A few weeks ago, I found myself overwhelmed with dizziness, nausea, and extreme exhaustion. It was the kind of sickness that doesn’t let you get out of bed to go to the bathroom. As I didn’t have a doctor in Dupont Circle, I sought one out – or rather, Pantaliamon sought one out for me. The doctor didn’t instill a lot of confidence in me, but he did have the sense to send me to the emergency room at George Washington University Medical Center. What a strange and scary place that was.

The waiting room looks like something you’d find in an unemployment office or automotive garage – it even had a vague oily smell to it, as if many years ago it had been a maintenance bay for the hospital’s fleet of ambulances and had been turned into a waiting room when hospital officials realized they didn’t have one. Strewn haphazardly throughout the room were rows of folding chairs, and on those chairs sat an assortment of sick people -- many appeared to be in terrible shape. Everyone’s attention was on a single Magnavox television set mounted high on the wall, the picture tube turned so green from overuse that the image was nearly bleached out.

Pan and I sat down and waited for the triage nurse to call me. We watched a young man in a suit who wasn’t fortunate enough to have a chair lean up against the wall and clutch his stomach. Dark circles surrounded his eyes, and sweat drooled down his forehead.

The others didn’t look much better. There were elderly black women in wheelchairs, surrounded by doting families who’d come possibly to say goodbye, and college students from George Washington University talking to their parents about colon trouble on the waiting room pay phones. There were also two construction workers laughing heartily about how they were going to get workman’s comp. They didn’t appear sick at all and had come to the hospital after their shift ended. I would later see one of them in the emergency room itself, unable to tell the nurse his specific symptoms. “It just hurts,” he said.

Hours passed, and no one was called. It occurred to me then how people really do die in hospitals – they sit bleeding internally in the emergency room without ever getting an attention. I felt my own mysterious illness wash over me and recede dozens of times. “Any of these people could die,” I said to Pan. She patted my leg. “Don’t think about it,” she said.

After five and half hours of waiting, I was finally admitted. The doctors argued with me about my irregular heartbeat, accusing me of being on cocaine. “I’ve never done drugs in my life,” I said, honestly. “I don’t even drink.” After further protest, they pretended to believe me.

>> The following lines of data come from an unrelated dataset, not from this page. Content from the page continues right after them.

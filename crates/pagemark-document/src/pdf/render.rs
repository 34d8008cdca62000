// SPDX-License-Identifier: PMPL-1.0-or-later
// Copyright (c) 2026 Jonathan D.A. Jewell (hyperpolymath) <jonathan.jewell@open.ac.uk>
//
// Region rendering for scanned PDFs.
//
// Scanner output paints one full-page image per page, so rasterising a page
// region means decoding that image and cropping the matching pixels. The
// largest image XObject on the page is assumed to cover the page box. Pages
// without a decodable image render as blank white, which can never carry a
// marker.

use image::imageops::{self, FilterType};
use image::{DynamicImage, GrayImage, ImageFormat, Rgb, RgbImage, RgbaImage};
use lopdf::{Dictionary, Document, Object, Stream};
use pagemark_core::error::{PagemarkError, Result};
use tracing::{debug, warn};

use super::reader::{number, resolve};
use crate::library::PageRect;
use crate::raster::Raster;

/// Decode the page scan once, as RGBA. `None` when the page carries no
/// decodable image.
pub(crate) fn page_scan(document: &Document, page: &Dictionary) -> Option<RgbaImage> {
    let scan = largest_page_image(document, page)?;
    Some(scan.to_rgba8())
}

/// Rasterise `clip` at `zoom` pixels per point, as RGBA.
///
/// `scan` is stretched over `extent`, the page's media box; both rectangles
/// are in page space with the origin at the top-left.
pub(crate) fn render_region(
    scan: Option<&RgbaImage>,
    extent: PageRect,
    clip: PageRect,
    zoom: f32,
) -> Result<Raster> {
    if zoom <= 0.0 || clip.width() <= 0.0 || clip.height() <= 0.0 {
        return Err(PagemarkError::Render(format!(
            "invalid render request: clip {clip:?} at zoom {zoom}"
        )));
    }

    let out_w = (clip.width() * zoom).round().max(1.0) as u32;
    let out_h = (clip.height() * zoom).round().max(1.0) as u32;

    let Some(scan) = scan else {
        debug!("page has no decodable image; rendering blank region");
        return Ok(Raster::blank(out_w, out_h));
    };

    let (img_w, img_h) = scan.dimensions();
    let scale_x = img_w as f32 / extent.width();
    let scale_y = img_h as f32 / extent.height();

    let px0 = ((clip.x0 - extent.x0) * scale_x).floor().clamp(0.0, img_w as f32) as u32;
    let py0 = ((clip.y0 - extent.y0) * scale_y).floor().clamp(0.0, img_h as f32) as u32;
    let px1 = ((clip.x1 - extent.x0) * scale_x).ceil().clamp(0.0, img_w as f32) as u32;
    let py1 = ((clip.y1 - extent.y0) * scale_y).ceil().clamp(0.0, img_h as f32) as u32;

    if px1 <= px0 || py1 <= py0 {
        return Ok(Raster::blank(out_w, out_h));
    }

    let cropped: RgbaImage = imageops::crop_imm(scan, px0, py0, px1 - px0, py1 - py0).to_image();
    let resized = imageops::resize(&cropped, out_w, out_h, FilterType::Triangle);
    Ok(Raster::from_rgba(resized))
}

/// Decode the image XObject with the most pixels, if any can be decoded.
fn largest_page_image(document: &Document, page: &Dictionary) -> Option<DynamicImage> {
    let resources = page_resources(document, page)?;
    let xobjects = resources
        .get(b"XObject")
        .ok()
        .and_then(|obj| resolve(document, obj))
        .and_then(|obj| obj.as_dict().ok())?;

    let mut candidates: Vec<&Stream> = xobjects
        .iter()
        .filter_map(|(_, obj)| resolve(document, obj))
        .filter_map(|obj| obj.as_stream().ok())
        .filter(|stream| name_of(stream.dict.get(b"Subtype").ok()) == Some(b"Image".as_slice()))
        .collect();
    candidates.sort_by_key(|stream| std::cmp::Reverse(pixel_area(stream)));

    candidates
        .into_iter()
        .find_map(|stream| match decode_image(document, stream) {
            Ok(image) => Some(image),
            Err(e) => {
                warn!(error = %e, "skipping undecodable page image");
                None
            }
        })
}

/// `/Resources` of the page or its nearest ancestor.
fn page_resources<'a>(document: &'a Document, page: &'a Dictionary) -> Option<&'a Dictionary> {
    let mut current = page;
    for _ in 0..32 {
        if let Some(resources) = current
            .get(b"Resources")
            .ok()
            .and_then(|obj| resolve(document, obj))
            .and_then(|obj| obj.as_dict().ok())
        {
            return Some(resources);
        }
        current = current
            .get(b"Parent")
            .ok()
            .and_then(|obj| resolve(document, obj))
            .and_then(|obj| obj.as_dict().ok())?;
    }
    None
}

fn pixel_area(stream: &Stream) -> u64 {
    let dim = |key: &[u8]| {
        stream
            .dict
            .get(key)
            .ok()
            .and_then(number)
            .map(|v| v.max(0.0) as u64)
            .unwrap_or(0)
    };
    dim(b"Width") * dim(b"Height")
}

fn name_of(object: Option<&Object>) -> Option<&[u8]> {
    match object {
        Some(Object::Name(name)) => Some(name.as_slice()),
        _ => None,
    }
}

fn filters(stream: &Stream) -> Vec<Vec<u8>> {
    match stream.dict.get(b"Filter") {
        Ok(Object::Name(name)) => vec![name.clone()],
        Ok(Object::Array(items)) => items
            .iter()
            .filter_map(|item| name_of(Some(item)).map(<[u8]>::to_vec))
            .collect(),
        _ => Vec::new(),
    }
}

/// Number of colour components declared by `/ColorSpace`.
fn color_components(document: &Document, stream: &Stream) -> Option<u8> {
    let space = stream
        .dict
        .get(b"ColorSpace")
        .ok()
        .and_then(|obj| resolve(document, obj))?;
    match space {
        Object::Name(name) => match name.as_slice() {
            b"DeviceGray" | b"CalGray" => Some(1),
            b"DeviceRGB" | b"CalRGB" => Some(3),
            b"DeviceCMYK" => Some(4),
            _ => None,
        },
        Object::Array(items) if name_of(items.first()) == Some(b"ICCBased".as_slice()) => {
            let profile = items
                .get(1)
                .and_then(|obj| resolve(document, obj))
                .and_then(|obj| obj.as_stream().ok())?;
            profile
                .dict
                .get(b"N")
                .ok()
                .and_then(number)
                .map(|n| n as u8)
        }
        _ => None,
    }
}

fn decode_image(document: &Document, stream: &Stream) -> Result<DynamicImage> {
    let filters = filters(stream);

    if filters.iter().any(|f| f == b"DCTDecode") {
        if filters.len() != 1 {
            return Err(PagemarkError::Render("chained JPEG filters are not supported".into()));
        }
        return image::load_from_memory_with_format(&stream.content, ImageFormat::Jpeg)
            .map_err(|err| PagemarkError::Render(format!("JPEG page image: {err}")));
    }

    let data = if filters.is_empty() {
        stream.content.clone()
    } else if filters.iter().all(|f| f == b"FlateDecode") {
        stream
            .decompressed_content()
            .map_err(|err| PagemarkError::Render(format!("inflate page image: {err}")))?
    } else {
        return Err(PagemarkError::Render(format!(
            "unsupported image filter chain {:?}",
            filters
                .iter()
                .map(|f| String::from_utf8_lossy(f).into_owned())
                .collect::<Vec<_>>()
        )));
    };

    let dim = |key: &[u8]| stream.dict.get(key).ok().and_then(number).map(|v| v as u32);
    let (Some(width), Some(height)) = (dim(b"Width"), dim(b"Height")) else {
        return Err(PagemarkError::Render("page image lacks /Width or /Height".into()));
    };
    let bits = dim(b"BitsPerComponent").unwrap_or(8);
    if bits != 8 {
        return Err(PagemarkError::Render(format!(
            "{bits}-bit page images are not supported"
        )));
    }
    let components = color_components(document, stream)
        .ok_or_else(|| PagemarkError::Render("unsupported page image colour space".into()))?;

    raw_to_image(width, height, components, data)
}

/// Build an image from unfiltered 8-bit samples.
fn raw_to_image(width: u32, height: u32, components: u8, data: Vec<u8>) -> Result<DynamicImage> {
    let expected = width as usize * height as usize * components as usize;
    if data.len() < expected {
        return Err(PagemarkError::Render(format!(
            "page image holds {} bytes, expected {}",
            data.len(),
            expected
        )));
    }
    let mut data = data;
    data.truncate(expected);

    let overflow = || PagemarkError::Render("page image dimensions overflow".into());
    match components {
        1 => GrayImage::from_raw(width, height, data)
            .map(DynamicImage::ImageLuma8)
            .ok_or_else(overflow),
        3 => RgbImage::from_raw(width, height, data)
            .map(DynamicImage::ImageRgb8)
            .ok_or_else(overflow),
        4 => {
            // Naive CMYK: enough to keep a yellow highlighter yellow.
            let rgb = RgbImage::from_fn(width, height, |x, y| {
                let i = (y as usize * width as usize + x as usize) * 4;
                let k = 255 - data[i + 3] as u16;
                let channel = |c: u8| ((255 - c as u16) * k / 255) as u8;
                Rgb([channel(data[i]), channel(data[i + 1]), channel(data[i + 2])])
            });
            Ok(DynamicImage::ImageRgb8(rgb))
        }
        other => Err(PagemarkError::Render(format!(
            "{other}-component page images are not supported"
        ))),
    }
}

#[cfg(test)]
mod tests {
    use super::*;

    #[test]
    fn raw_rgb_round_trips_pixels() {
        let image = raw_to_image(2, 1, 3, vec![255, 0, 0, 0, 0, 255]).unwrap();
        let rgb = image.to_rgb8();
        assert_eq!(rgb.get_pixel(0, 0).0, [255, 0, 0]);
        assert_eq!(rgb.get_pixel(1, 0).0, [0, 0, 255]);
    }

    #[test]
    fn short_buffers_are_rejected() {
        assert!(raw_to_image(4, 4, 3, vec![0; 10]).is_err());
    }

    #[test]
    fn regions_are_cropped_from_the_scan() {
        let mut scan = RgbaImage::from_pixel(100, 100, image::Rgba([255, 255, 255, 255]));
        for y in 0..50 {
            for x in 50..100 {
                scan.put_pixel(x, y, image::Rgba([250, 235, 40, 255]));
            }
        }
        let extent = PageRect::sized(200.0, 200.0);

        let top_right =
            render_region(Some(&scan), extent, PageRect::new(100.0, 0.0, 200.0, 100.0), 1.0)
                .unwrap();
        assert_eq!((top_right.width(), top_right.height()), (100, 100));
        assert_eq!(&top_right.samples()[..4], &[250, 235, 40, 255]);

        let bottom_left =
            render_region(Some(&scan), extent, PageRect::new(0.0, 100.0, 100.0, 200.0), 1.0)
                .unwrap();
        assert_eq!(&bottom_left.samples()[..4], &[255, 255, 255, 255]);
    }

    #[test]
    fn missing_scan_renders_blank() {
        let extent = PageRect::sized(100.0, 100.0);
        let raster = render_region(None, extent, PageRect::sized(50.0, 50.0), 2.0).unwrap();
        assert_eq!(raster, Raster::blank(100, 100));
    }

    #[test]
    fn cmyk_yellow_stays_yellow() {
        let image = raw_to_image(1, 1, 4, vec![0, 0, 255, 0]).unwrap();
        assert_eq!(image.to_rgb8().get_pixel(0, 0).0, [255, 255, 0]);
    }
}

Once the cocaine misunderstanding was resolved, they decided that all signs showed that I was dehydrated. So they hooked me up on an IV and rolled me out into the hallway. I saw many strange things while I lay there with saline dripping into my veins. A neighbor of mine whose bulldog plays regularly with our boston terrier was hooked to a morphine drip and pretended she’d never seen me before -- when I tried to speak with her, she coverd her face with a sheet. A sorority girl hooked to an IV flirted with a police officer who was watching over a jailhouse suicide attempt. I also saw a dead person.

A stoic orderly wheeled the body out of an operating room. It was wrapped in a sheet, reminding me of the bodies the French serial killer in the film Man Bites Dog dumped into a reservoir. It was clearly the body of one of the elderly black women I’d seen earlier in the waiting room. She had chatted with her family as though there was nothing much wrong. Now she was dead.

I wondered if she would have survived if the doctors had seen her earlier. Maybe if they hadn’t taken so much time to argue with me about whether or not I used cocaine they could have done something to save her. I later asked the head nurse about how the old woman died, but she didn’t reply. She just shrugged. I tried imagining what it was like for her – seeing people die every day. How it would feel to do her job. But for some reason I couldn’t.